A Criticism of a... Criticism of Higher Education

05/28/2011 by Sylvain Hallé

I stubmled upon a little article published in last December's IEEE Computer magazine, which was intriguingly titled A Nonlinear Perspective on Higher Education.

"To their detriment," its authors claim, "academic institutions are increasingly stove-piped in highly specialized disciplinary fields, often losing touch with emergent social, cultural, and natural realities." The authors rightfully criticize academia's tendency to "bin topics in narrowly scoped disciplines", and in general call for a more holistic view of higher education. This issue is intersting in itself and clearly can't be resolved or even fully exposed in a magazine article. Since I agree with this view to some extent, I was glad I could find there thoughtful arguments in favor of a more open model of education and research.
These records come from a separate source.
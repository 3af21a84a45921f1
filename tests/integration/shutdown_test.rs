//! Integration tests for shutdown and restart recovery.

use std::sync::Arc;

use mediaq_core::ErrorKind;
use mediaq_entity::JobStatus;
use mediaq_worker::MemoryJobStore;

use crate::helpers::{TestApp, scripted, scripted_slow};

#[tokio::test]
async fn test_drain_lets_running_job_finish() {
    let app = TestApp::new(1);
    let running = app.submit(scripted_slow("running", &["ok"], 200)).await;
    app.wait_for_status(running, JobStatus::Running).await;
    let queued = app.submit(scripted("queued", &["ok"])).await;

    let report = app.scheduler.shutdown(true).await;
    assert!(report.drained);
    assert_eq!(report.force_cancelled, 0);
    assert_eq!(report.left_queued, 1);

    let job = app.scheduler.status(running).await.unwrap();
    assert_eq!(job.status, JobStatus::Completed);
    let job = app.scheduler.status(queued).await.unwrap();
    assert_eq!(job.status, JobStatus::Queued);
    assert_eq!(job.attempt, 0);
}

#[tokio::test]
async fn test_forced_shutdown_cancels_running_jobs() {
    let app = TestApp::new(2);
    let first = app.submit(scripted("hang-1", &["hang"])).await;
    let second = app.submit(scripted("hang-2", &["hang"])).await;
    app.wait_for_status(first, JobStatus::Running).await;
    app.wait_for_status(second, JobStatus::Running).await;

    let report = app.scheduler.shutdown(false).await;
    assert!(!report.drained);
    assert_eq!(report.force_cancelled, 2);

    for job_id in [first, second] {
        let job = app.scheduler.status(job_id).await.unwrap();
        assert_eq!(job.status, JobStatus::Cancelled);
    }
    assert_eq!(app.scheduler.stats().await.workers_busy, 0);
}

#[tokio::test]
async fn test_enqueue_after_shutdown_rejected() {
    let app = TestApp::new(1);
    app.scheduler.shutdown(true).await;

    assert!(!app.scheduler.is_accepting());
    let err = app
        .scheduler
        .enqueue(scripted("late", &["ok"]))
        .await
        .unwrap_err();
    assert_eq!(err.kind, ErrorKind::ShuttingDown);

    // A second shutdown is a no-op.
    let report = app.scheduler.shutdown(true).await;
    assert_eq!(report.left_queued, 0);
}

#[tokio::test]
async fn test_restore_readmits_unfinished_jobs() {
    let store = Arc::new(MemoryJobStore::new());

    let first = TestApp::with_store(1, Arc::clone(&store));
    let blocker = first.submit(scripted("blocker", &["hang"])).await;
    first.wait_for_status(blocker, JobStatus::Running).await;
    let pending = first.submit(scripted("survivor", &["ok"])).await;
    let report = first.scheduler.shutdown(false).await;
    assert_eq!(report.left_queued, 1);

    let mirrored = store.get(pending).expect("queued job should be mirrored");
    assert_eq!(mirrored.status, JobStatus::Queued);
    assert_eq!(
        store.get(blocker).map(|job| job.status),
        Some(JobStatus::Cancelled)
    );

    let second = TestApp::with_store(1, Arc::clone(&store));
    let restored = second.scheduler.restore(store.as_ref()).await.unwrap();
    assert_eq!(restored, 1);

    let job = second.wait_for_status(pending, JobStatus::Completed).await;
    assert_eq!(job.correlation_id, "survivor");
    assert_eq!(job.attempt, 1);
    assert_eq!(second.tally.log(), vec!["survivor"]);
    second.scheduler.shutdown(true).await;
}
Unfortunately, the article manages to cram in three puny pages a baffling mishmash of concepts that supposedly back that claim, but left me confused and in general admirative of Computer's openness of mind. I'll leave out the doubtful pile of sand metaphor, the nonlinearity of climate change and the "sociological tipping point backdrop" that allegedly underlies the paper's rationale (or lack thereof), to rather highlight a few of the sophisms that made me wince upon reading.

A practical application of technology?

The article cites a well-known CACM column by David Lodge Parnas, which argued that a mere counting of a researcher's publications is a bad substitute for a genuine assessment of the "correctness, importance, real novelty [and] relevance of their contributions". But then the authors stretch that opinion by "agreeing [with Parnas] that research should be a practical application of technology". This is an unwarranted and reductive shortcut that clearly distorts the meaning of Parnas' words. It travestises his criticism of paper-counting metrics into a claim that insidiously equates relevance with practical relevance.
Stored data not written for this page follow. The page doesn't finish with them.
//! Bounded per-job progress trails.

use std::collections::{BTreeMap, VecDeque};
use std::sync::Arc;

use chrono::{DateTime, Utc};
use moka::sync::Cache;
use serde::Serialize;
use serde_json::{Map, Value};

use mediaq_core::JobId;
use mediaq_core::config::progress::ProgressConfig;
use mediaq_entity::progress::{EventType, ProgressEvent, ProgressSummary};

/// Percentage reported while a job is post-processing.
const POST_PROCESSING_PERCENTAGE: f64 = 95.0;

/// Aggregate progress across tracked jobs.
#[derive(Debug, Clone, Default, Serialize)]
pub struct ProgressAggregate {
    /// Jobs matching the filter.
    pub jobs: usize,
    /// Job counts keyed by current phase.
    pub by_phase: BTreeMap<String, usize>,
    /// Mean completion percentage of the matching jobs.
    pub average_percentage: f64,
}

#[derive(Debug, Clone)]
struct Trail {
    events: VecDeque<ProgressEvent>,
    phase: EventType,
    percentage: f64,
    current_bytes: u64,
    total_bytes: u64,
    speed_bps: f64,
    eta_seconds: Option<f64>,
    updated_at: DateTime<Utc>,
}

impl Trail {
    fn new(first: &ProgressEvent) -> Self {
        Self {
            events: VecDeque::new(),
            phase: EventType::Created,
            percentage: 0.0,
            current_bytes: 0,
            total_bytes: 0,
            speed_bps: 0.0,
            eta_seconds: None,
            updated_at: first.timestamp,
        }
    }

    fn push(&mut self, event: ProgressEvent, capacity: usize) {
        self.apply(&event);
        self.events.push_back(event);
        while self.events.len() > capacity {
            self.events.pop_front();
        }
    }

    fn apply(&mut self, event: &ProgressEvent) {
        self.updated_at = event.timestamp;
        match event.event_type {
            EventType::Progress => {
                if let Some(current) = event.detail_u64("current_bytes") {
                    self.current_bytes = current;
                }
                if let Some(total) = event.detail_u64("total_bytes") {
                    self.total_bytes = total;
                }
                if let Some(speed) = event.detail_f64("speed_bps") {
                    self.speed_bps = speed.max(0.0);
                }
                let percentage = event.detail_f64("percentage").or_else(|| {
                    (self.total_bytes > 0)
                        .then(|| self.current_bytes as f64 / self.total_bytes as f64 * 100.0)
                });
                if let Some(percentage) = percentage {
                    self.percentage = percentage.clamp(0.0, 100.0);
                }
                self.eta_seconds = (self.speed_bps > 0.0 && self.total_bytes > self.current_bytes)
                    .then(|| (self.total_bytes - self.current_bytes) as f64 / self.speed_bps);
            }
            EventType::Started => {
                self.phase = EventType::Started;
                self.percentage = 0.0;
                self.eta_seconds = None;
            }
            EventType::PostProcessing => {
                self.phase = EventType::PostProcessing;
                self.percentage = POST_PROCESSING_PERCENTAGE;
                self.eta_seconds = None;
            }
            EventType::Completed => {
                self.phase = EventType::Completed;
                self.percentage = 100.0;
                self.eta_seconds = None;
            }
            other => {
                self.phase = other;
                self.eta_seconds = None;
            }
        }
    }

    fn summary(&self, job_id: JobId) -> ProgressSummary {
        ProgressSummary {
            job_id,
            phase: self.phase,
            percentage: self.percentage,
            current_bytes: self.current_bytes,
            total_bytes: self.total_bytes,
            speed_bps: self.speed_bps,
            eta_seconds: self.eta_seconds,
            updated_at: self.updated_at,
            event_count: self.events.len(),
        }
    }
}

/// Append-only progress store.
///
/// Each job's trail is an immutable snapshot replaced on every append, so
/// readers never wait on writers. Trails expire `retention` after their
/// last append; the oldest events are evicted once a trail is full.
#[derive(Debug, Clone)]
pub struct ProgressTracker {
    trails: Cache<JobId, Arc<Trail>>,
    max_events_per_job: usize,
}

impl ProgressTracker {
    /// Create a tracker from the `[progress]` configuration section.
    pub fn new(config: &ProgressConfig) -> Self {
        let trails = Cache::builder()
            .max_capacity(config.max_tracked_jobs)
            .time_to_live(config.retention())
            .build();

        Self {
            trails,
            max_events_per_job: config.max_events_per_job.max(1),
        }
    }

    /// Append an event to a job's trail and return it.
    pub fn record(
        &self,
        job_id: JobId,
        event_type: EventType,
        details: Map<String, Value>,
    ) -> ProgressEvent {
        let event = ProgressEvent::new(job_id, event_type, details);
        let capacity = self.max_events_per_job;
        let appended = event.clone();
        self.trails.entry(job_id).and_upsert_with(move |existing| {
            let mut trail = match existing {
                Some(entry) => Trail::clone(&entry.into_value()),
                None => Trail::new(&appended),
            };
            trail.push(appended, capacity);
            Arc::new(trail)
        });
        tracing::trace!("Recorded '{}' event for job {}", event_type, job_id);
        event
    }

    /// Events for a job in append order, limited to the newest `limit`.
    pub fn events(&self, job_id: JobId, limit: Option<usize>) -> Vec<ProgressEvent> {
        let Some(trail) = self.trails.get(&job_id) else {
            return Vec::new();
        };
        let skip = limit
            .map(|limit| trail.events.len().saturating_sub(limit))
            .unwrap_or(0);
        trail.events.iter().skip(skip).cloned().collect()
    }

    /// Derived summary of a job's latest progress.
    pub fn summary(&self, job_id: JobId) -> Option<ProgressSummary> {
        self.trails.get(&job_id).map(|trail| trail.summary(job_id))
    }

    /// Counts and mean percentage across tracked jobs, optionally limited to
    /// jobs currently in `phase`.
    pub fn aggregate(&self, phase: Option<EventType>) -> ProgressAggregate {
        let mut aggregate = ProgressAggregate::default();
        let mut total_percentage = 0.0;
        for (_, trail) in self.trails.iter() {
            if phase.is_some_and(|phase| phase != trail.phase) {
                continue;
            }
            aggregate.jobs += 1;
            total_percentage += trail.percentage;
            *aggregate
                .by_phase
                .entry(trail.phase.as_str().to_string())
                .or_default() += 1;
        }
        if aggregate.jobs > 0 {
            aggregate.average_percentage = total_percentage / aggregate.jobs as f64;
        }
        aggregate
    }

    /// Drop a job's trail.
    pub fn forget(&self, job_id: JobId) {
        self.trails.invalidate(&job_id);
    }

    /// Approximate number of tracked trails.
    pub fn tracked_jobs(&self) -> u64 {
        self.trails.run_pending_tasks();
        self.trails.entry_count()
    }
}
The authors also seem to gladly subscribe to some scholar's vision that higher-ed institutions should "increase ventures with corporate entities", to "deliver education that is appropriate for the emerging needs of the workplace". While their article worries in its introduction that scientific research is too narrow, they ironically call for the transformation of academia into a factory that should turn on a dime to "constantly change and adjust" to corporations' (among all) topical, short-term requirements. The irony is double, given that some large industries already think that academics are not specialized enough to their taste.

I fear in particular the consequences of the paper's blunt statement that "universities must cease cultivating useless knowledge", if it were put into application with all the slippages we can imagine.

False research findings?

The article spends a few paragraphs complaining about an allegedly "increasing concern that most published research findings are false". I take issue that the reference that backs this "claim" is precisely of the brand of results the authors sneer at: its bombastic conclusion stems from a mathematical (and purely formal) analysis of experimental hypotheses validated through statistics. It was published in a medical journal and hardly translates to research and experiments conducted in Computer Science and Engineering.

But more importantly, I remind the reader of the article's original claim: that scientific research is producing results (and people) that are too specialized. Here the authors take an additional step and, by all practical means, claim that most are downright invalid. Non sequitur: I don't see how the number, quality or validity of publications has anything to do with the lack of cross-disciplinary research. We could very well replace an avalanche of bad, false, and narrow papers with an avalanche of bad and false, but broad papers.

Any answers?

Finally, the paper complains that previous critiques of the current system suggest solutions that "haven't perceptively reversed the trend toward publishing more articles and [...] trivial results." The authors solve that problem by not suggesting anything. All in all, their paper looks less like an articulated and constructive analysis of academia's true weaknesses, and more like a blind and undirected charge against higher education for the mere sake of it. The maneuver is counter-productive: presented with such a tousled argumentation, I have, for good measure, to side with the system as it is --which is not what they claim it to be.